Assigned task: Each line of the records that holds "derive" should be shown in full.

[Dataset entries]
== Segment start ==
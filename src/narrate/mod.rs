//! Scene captioning and narration interfaces.
//!
//! The captioning model and the language-model narrator are external
//! collaborators. The cognitive loop owns one of each and only talks to them
//! through these traits.

mod caption;
#[cfg(feature = "narrator-ollama")]
mod ollama;
mod prompt;

pub use caption::{sanitize_caption, DEFAULT_CAPTION};
#[cfg(feature = "narrator-ollama")]
pub use ollama::{OllamaConfig, OllamaNarrator};
pub use prompt::{clean_narration, compose_prompt};

use anyhow::Result;

use crate::frame::Frame;

/// Produces a one-sentence description of a frame.
pub trait SceneCaptioner: Send {
    fn name(&self) -> &'static str;

    fn caption(&mut self, frame: &Frame) -> Result<String>;
}

impl<T: SceneCaptioner + ?Sized> SceneCaptioner for Box<T> {
    fn name(&self) -> &'static str {
        (**self).name()
    }

    fn caption(&mut self, frame: &Frame) -> Result<String> {
        (**self).caption(frame)
    }
}

/// Turns a caption plus movement descriptions into one spoken sentence.
///
/// `None` means narration is unavailable for this request; callers fall back
/// to speaking the caption.
pub trait Narrator: Send {
    fn name(&self) -> &'static str;

    fn narrate(&mut self, caption: &str, movements: &[String]) -> Option<String>;

    /// Cheap reachability probe used at startup. Unreachable narrators are
    /// still used; the probe only decides whether to warn.
    fn check_connection(&self) -> bool {
        true
    }
}

impl<T: Narrator + ?Sized> Narrator for Box<T> {
    fn name(&self) -> &'static str {
        (**self).name()
    }

    fn narrate(&mut self, caption: &str, movements: &[String]) -> Option<String> {
        (**self).narrate(caption, movements)
    }

    fn check_connection(&self) -> bool {
        (**self).check_connection()
    }
}

/// Returns the same caption for every frame.
#[derive(Clone, Debug)]
pub struct StaticCaptioner {
    caption: String,
}

impl StaticCaptioner {
    pub fn new(caption: impl Into<String>) -> Self {
        Self {
            caption: caption.into(),
        }
    }
}

impl Default for StaticCaptioner {
    fn default() -> Self {
        Self::new(DEFAULT_CAPTION)
    }
}

impl SceneCaptioner for StaticCaptioner {
    fn name(&self) -> &'static str {
        "static"
    }

    fn caption(&mut self, _frame: &Frame) -> Result<String> {
        Ok(sanitize_caption(&self.caption))
    }
}

/// Narrator with no backing service. Every request falls back to the caption.
#[derive(Clone, Copy, Debug, Default)]
pub struct FallbackNarrator;

impl Narrator for FallbackNarrator {
    fn name(&self) -> &'static str {
        "fallback"
    }

    fn narrate(&mut self, _caption: &str, _movements: &[String]) -> Option<String> {
        None
    }

    fn check_connection(&self) -> bool {
        false
    }
}

/// Text spoken when narration is unavailable.
pub fn caption_fallback(caption: &str) -> String {
    format!("Scene: {}", caption)
}

#[cfg(test)]
mod tests {
    use super::*;

    #[test]
    fn static_captioner_sanitizes_its_caption() -> Result<()> {
        let frame = Frame::blank(2, 2)?;
        let mut captioner = StaticCaptioner::new("a man standing in front of a mirror");
        assert_eq!(captioner.caption(&frame)?, "a man standing facing the camera");
        Ok(())
    }

    #[test]
    fn fallback_narrator_defers_to_caption() {
        let mut narrator: Box<dyn Narrator> = Box::new(FallbackNarrator);
        assert!(narrator.narrate("a street", &[]).is_none());
        assert!(!narrator.check_connection());
        assert_eq!(caption_fallback("a street"), "Scene: a street");
    }
}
== Segment end ==
Response area:
#[derive(Clone, Debug)]
#[derive(Clone, Copy, Debug, Default)]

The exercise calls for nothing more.